Now, I have a few responses to this. First, Ledeen doesn’t proffer a lot of evidence for this claim, merely unnamed sources. But, frankly, I don’t doubt that they did make such threats. Perhaps they did; perhaps they didn’t. Yet, Occam’s Razor would suggest that it may not have played that decisive a role. No one in Turkey supported our war in Iraq. No one. Given that the secularists are out of government and not particularly inclined to help the Erdogan government, I don’t think they needed a lot of encouragement to vote this way. On the contrary, it makes perfect sense.

There’s a second problem with Ledeen’s argument. The Erdogan government has shown that it is also extremely eager for EU admittance. Why didn’t the threat work better with them?

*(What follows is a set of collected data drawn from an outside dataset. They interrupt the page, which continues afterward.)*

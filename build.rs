fn main() {
    // Re-run if git HEAD changes (new commits, checkouts, etc.)
    println!("cargo:rerun-if-changed=.git/HEAD");
    println!("cargo:rerun-if-changed=.git/refs/");

    let hash = std::process::Command::new("git")
        .args(["rev-parse", "--short", "HEAD"])
        .output()
        .ok()
        .filter(|o| o.status.success())
        .map(|o| String::from_utf8_lossy(&o.stdout).trim().to_string())
        .unwrap_or_default();

    let on_tag = std::process::Command::new("git")
        .args(["describe", "--exact-match", "--tags", "HEAD"])
        .output()
        .ok()
        .is_some_and(|o| o.status.success());

    println!("cargo:rustc-env=GIT_HASH={hash}");
    println!("cargo:rustc-env=ON_RELEASE_TAG={on_tag}");
}
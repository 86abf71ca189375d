//! CLI output formatting for all pipeline stages.
//!
//! # Information-First Display
//!
//! Output lists content, not files. Every entity (page, featured project,
//! side project, career entry, post) leads with its positional index and
//! title; source paths and details follow as indented context lines.
//!
//! # Output Format
//!
//! ## Scan
//!
//! ```text
//! Pages
//! 001 About
//!     Source: about.md
//!
//! Featured
//! 001 FillMe (3 screenshots)
//!     001 001-login.png
//!     002 002-report.png
//!
//! Projects
//! 001 FLOWIN Ledger [Web]
//!     Stack: TypeScript, Chart.js
//!
//! Career
//! 001 2022.09 Bootcamp (1 project)
//!
//! TechLog
//! 001 TypeScript
//!     Realtime gateways with NestJS and socket.io.
//!
//! Config
//!     config.toml
//!     assets/
//! ```
//!
//! ## Process
//!
//! ```text
//! FillMe (3 screenshots)
//!     001 001-login.png
//!         Source: featured/010-fillme/001-login.png
//!         Output: /shots/fillme/001-login-3f9a0c12.png (1280x800)
//!         copied
//! ```
//!
//! ## Generate
//!
//! ```text
//! Home → index.html
//! Projects → projects/index.html
//! ...
//! /dashboard → /login
//! Not found → 404.html
//!
//! Generated 6 pages, 2 redirects
//! ```
//!
//! # Architecture
//!
//! Each stage has a `format_*` function (returns `Vec<String>`) for testability
//! and a `print_*` wrapper that writes to stdout. Format functions are pure.

use crate::filter::{FilterCriteria, Showcase, TypeFilter};
use crate::process::{ProcessEvent, ScreenshotStatus};
use crate::routes::{PROTECTED_PATHS, Resolution, Route, RouteTable};
use crate::scan::{ASSETS_DIR, Manifest};
use std::path::Path;

// ============================================================================
// Shared entity display helpers
// ============================================================================

/// Format a 1-based positional index as 3-digit zero-padded.
fn format_index(pos: usize) -> String {
    format!("{:0>3}", pos)
}

/// Return indentation string: 4 spaces per depth level.
fn indent(depth: usize) -> String {
    "    ".repeat(depth)
}

/// Pluralize `noun` for `n` (`1 project`, `3 projects`).
fn counted(n: usize, noun: &str) -> String {
    if n == 1 {
        format!("{n} {noun}")
    } else {
        format!("{n} {noun}s")
    }
}

/// Entity header: positional index + title, with optional detail in parens.
///
/// ```text
/// 001 FillMe (3 screenshots)
/// 002 About
/// ```
fn entity_header(index: usize, title: &str, detail: Option<String>) -> String {
    match detail {
        Some(d) => format!("{} {} ({})", format_index(index), title, d),
        None => format!("{} {}", format_index(index), title),
    }
}

/// Last path segment, used to show screenshot files by name.
fn file_label(path: &str) -> &str {
    path.rsplit('/').next().unwrap_or(path)
}

/// Truncate text to `max` characters, appending `...` if truncated.
fn truncate_desc(text: &str, max: usize) -> String {
    if text.chars().count() <= max {
        text.to_string()
    } else {
        let cut: String = text.chars().take(max).collect();
        format!("{cut}...")
    }
}

// ============================================================================
// Stage 1: Scan output
// ============================================================================

/// Start a titled block, separated from the previous one by a blank line.
fn section(lines: &mut Vec<String>, title: &str) {
    if !lines.is_empty() {
        lines.push(String::new());
    }
    lines.push(title.to_string());
}

/// Format scan stage output: everything the content directory provides.
pub fn format_scan_output(manifest: &Manifest, source_root: &Path) -> Vec<String> {
    let mut lines = Vec::new();

    if !manifest.pages.is_empty() {
        section(&mut lines, "Pages");
        for (i, page) in manifest.pages.iter().enumerate() {
            let marker = match (page.is_link, page.in_nav) {
                (true, _) => " (link)",
                (false, false) => " (hidden)",
                (false, true) => "",
            };
            lines.push(format!("{}{}", entity_header(i + 1, &page.title, None), marker));
            lines.push(format!("{}Source: {}.md", indent(1), page.slug));
        }
    }

    if !manifest.featured.is_empty() {
        section(&mut lines, "Featured");
        for (i, project) in manifest.featured.iter().enumerate() {
            let shots = project.screenshots.len();
            lines.push(entity_header(
                i + 1,
                &project.title,
                Some(counted(shots, "screenshot")),
            ));
            for (j, shot) in project.screenshots.iter().enumerate() {
                let label = match &shot.source_path {
                    Some(source) => file_label(source).to_string(),
                    None => format!("{} (external)", shot.path),
                };
                lines.push(format!("{}{} {}", indent(1), format_index(j + 1), label));
            }
        }
    }

    if !manifest.projects.is_empty() {
        section(&mut lines, "Projects");
        for (i, project) in manifest.projects.iter().enumerate() {
            let mut header = entity_header(i + 1, &project.title, None);
            if let Some(t) = project.project_type {
                header.push_str(&format!(" [{}]", t.label()));
            }
            lines.push(header);
            if !project.stack.is_empty() {
                lines.push(format!("{}Stack: {}", indent(1), project.stack.join(", ")));
            }
        }
    }

    if !manifest.career.is_empty() {
        section(&mut lines, "Career");
        for (i, entry) in manifest.career.iter().enumerate() {
            let title = format!("{} {}", entry.period, entry.title);
            let detail = (!entry.projects.is_empty())
                .then(|| counted(entry.projects.len(), "project"));
            lines.push(entity_header(i + 1, &title, detail));
        }
    }

    if !manifest.techlog.is_empty() {
        section(&mut lines, "TechLog");
        for (i, post) in manifest.techlog.iter().enumerate() {
            lines.push(entity_header(i + 1, &post.title, None));
            if let Some(summary) = &post.summary {
                lines.push(format!("{}{}", indent(1), truncate_desc(summary, 60)));
            }
        }
    }

    section(&mut lines, "Config");
    if source_root.join("config.toml").exists() {
        lines.push(format!("{}config.toml", indent(1)));
    }
    if source_root.join(ASSETS_DIR).is_dir() {
        lines.push(format!("{}{}/", indent(1), ASSETS_DIR));
    }

    lines
}

/// Print scan output to stdout.
pub fn print_scan_output(manifest: &Manifest, source_root: &Path) {
    for line in format_scan_output(manifest, source_root) {
        println!("{}", line);
    }
}

// ============================================================================
// Stage 2: Process output
// ============================================================================

/// Format a single process progress event as display lines.
pub fn format_process_event(event: &ProcessEvent) -> Vec<String> {
    match event {
        ProcessEvent::ProjectStarted {
            title,
            screenshot_count,
        } => vec![format!("{} ({})", title, counted(*screenshot_count, "screenshot"))],
        ProcessEvent::ScreenshotProcessed {
            index,
            source,
            output,
            dimensions,
            status,
        } => {
            let mut lines = vec![format!(
                "{}{} {}",
                indent(1),
                format_index(*index),
                file_label(source)
            )];
            if *status != ScreenshotStatus::External {
                lines.push(format!("{}Source: {}", indent(2), source));
            }
            let size = dimensions
                .map(|(w, h)| format!(" ({w}x{h})"))
                .unwrap_or_default();
            lines.push(format!("{}Output: {}{}", indent(2), output, size));
            let status = match status {
                ScreenshotStatus::Copied => "copied",
                ScreenshotStatus::Unchanged => "unchanged",
                ScreenshotStatus::Missing => "missing, using fallback",
                ScreenshotStatus::External => "external",
            };
            lines.push(format!("{}{}", indent(2), status));
            lines
        }
    }
}

// ============================================================================
// Stage 3: Generate output
// ============================================================================

fn route_label(route: &Route, manifest: &Manifest) -> String {
    match route {
        Route::Home => "Home".to_string(),
        Route::Projects => "Projects".to_string(),
        Route::TechLog => "TechLog".to_string(),
        Route::Contact => "Contact".to_string(),
        Route::Page(slug) => manifest
            .pages
            .iter()
            .find(|p| &p.slug == slug)
            .map(|p| p.title.clone())
            .unwrap_or_else(|| slug.clone()),
    }
}

/// Format generate stage output: one line per written file.
pub fn format_generate_output(manifest: &Manifest) -> Vec<String> {
    let routes = RouteTable::new(&manifest.pages);
    let mut lines = Vec::new();

    for route in routes.public() {
        lines.push(format!(
            "{} \u{2192} {}",
            route_label(route, manifest),
            route.output_file()
        ));
    }

    let mut redirects = 0;
    for path in PROTECTED_PATHS {
        if let Resolution::Redirect(target) = routes.resolve(path, Default::default()) {
            lines.push(format!("{} \u{2192} {}", path, target));
            redirects += 1;
        }
    }
    lines.push("Not found \u{2192} 404.html".to_string());

    lines.push(String::new());
    lines.push(format!(
        "Generated {}, {}",
        counted(routes.public().len(), "page"),
        counted(redirects, "redirect")
    ));
    lines
}

/// Print generate output to stdout.
pub fn print_generate_output(manifest: &Manifest) {
    for line in format_generate_output(manifest) {
        println!("{}", line);
    }
}

// ============================================================================
// Search output
// ============================================================================

/// One-line description of the active criteria.
fn describe_criteria(criteria: &FilterCriteria) -> String {
    let mut parts = Vec::new();
    if !criteria.query.trim().is_empty() {
        parts.push(format!("query \"{}\"", criteria.query.trim()));
    }
    if let TypeFilter::Only(t) = criteria.project_type {
        parts.push(format!("type {}", t.label()));
    }
    if !criteria.stacks.is_empty() {
        let stacks: Vec<&str> = criteria.stacks.iter().map(String::as_str).collect();
        parts.push(format!("stack {}", stacks.join(" + ")));
    }
    if parts.is_empty() {
        format!("all projects, sorted by {}", criteria.sort_by)
    } else {
        format!("{}, sorted by {}", parts.join(", "), criteria.sort_by)
    }
}

/// Format the result of a showcase search.
pub fn format_search_results(showcase: &Showcase, criteria: &FilterCriteria) -> Vec<String> {
    let mut lines = vec![describe_criteria(criteria)];
    match showcase {
        Showcase::NoResults => {
            lines.push("No projects match".to_string());
        }
        Showcase::Results(projects) => {
            for (i, project) in projects.iter().enumerate() {
                lines.push(entity_header(i + 1, &project.title, project.period.clone()));
                if !project.summary.is_empty() {
                    lines.push(format!("{}{}", indent(1), truncate_desc(&project.summary, 60)));
                }
                if !project.stack.is_empty() {
                    lines.push(format!("{}Stack: {}", indent(1), project.stack.join(", ")));
                }
            }
        }
    }
    lines
}

/// Print search results to stdout.
pub fn print_search_results(showcase: &Showcase, criteria: &FilterCriteria) {
    for line in format_search_results(showcase, criteria) {
        println!("{}", line);
    }
}

// ============================================================================
// Tests
// ============================================================================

The long and the short of it is that one doesn’t have to look too far past the Turkish borders to explain what happened.

But let’s assume for a moment that the French and Germans did level this threat. And that it had some effect. Far from being exculpatory of Bush administration diplomacy, it’s actually quite damning.

Here’s why.

The centerpiece of the Bush administration’s strategic doctrine has been that alliances and international institutions hinder our ability to secure our vital interests far more than they advance it. Thus, they argue, we should chart our own course and invite the ‘willing’ to follow us or get out of the way. The subtext of that strategy is that if this or that country doesn’t like it, that’s their problem, not ours.

Their opponents said, no. Our alliances help us shape international debates and catalyze our power rather than diminish it. What’s more, even with all our power, our isolation is our problem too. If true, France’s threat to the Turks is a textbook example of this fact.

France has never made peace with American dominance in Europe. What they’ve heretofore lacked was a constituency among the countries of Europe to work against that dominance. Now they have it. And France is a big player in … well, what else to call it, an alliance, the EU, which Turkey would really like to become a part of. If no more than French perfidy were involved here, France’s threat would carry little weight. France doesn’t run the EU. On the contrary, if the Turks think that the French are now speaking for most of the populations of Europe, the threat could be quite real. As we noted here, opportunists will always arise to exploit an exploitable situation. But we created a situation ripe for exploitation.

It’s sad and undignified for conservatives to trumpet the evidence of the administration’s shortsightedness and incompetence as evidence of its insight. They’re lost in a tangle of their own enthusiasm and self-deception. Unfortunately, we’re all along for the ride.